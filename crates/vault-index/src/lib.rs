//! vault-index: Read-only view of an Obsidian vault's files.
//!
//! This crate provides:
//! - The `Vault` trait: a flat, ordered file listing plus path lookups
//! - `NativeVault`, which scans a vault directory once with `tokio::fs`
//! - `InMemoryVault` for tests
//! - `resolve`, which finds the vault file backing a media filename

pub mod native;
pub mod resolve;
pub mod vault;

pub use native::NativeVault;
pub use resolve::{FALLBACK_MEDIA_FOLDERS, resolve};
pub use vault::{InMemoryVault, Vault, VaultError, VaultFile};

Task goal:
Each line of the material above needs to be returned exactly as written.

Exercise answer:
filename crates/vault-index/src/lib.rs
//! vault-index: Read-only view of an Obsidian vault's files.
//!
//! This crate provides:
//! - The `Vault` trait: a flat, ordered file listing plus path lookups
//! - `NativeVault`, which scans a vault directory once with `tokio::fs`
//! - `InMemoryVault` for tests
//! - `resolve`, which finds the vault file backing a media filename

pub mod native;
pub mod resolve;
pub mod vault;

pub use native::NativeVault;
pub use resolve::{FALLBACK_MEDIA_FOLDERS, resolve};
pub use vault::{InMemoryVault, Vault, VaultError, VaultFile};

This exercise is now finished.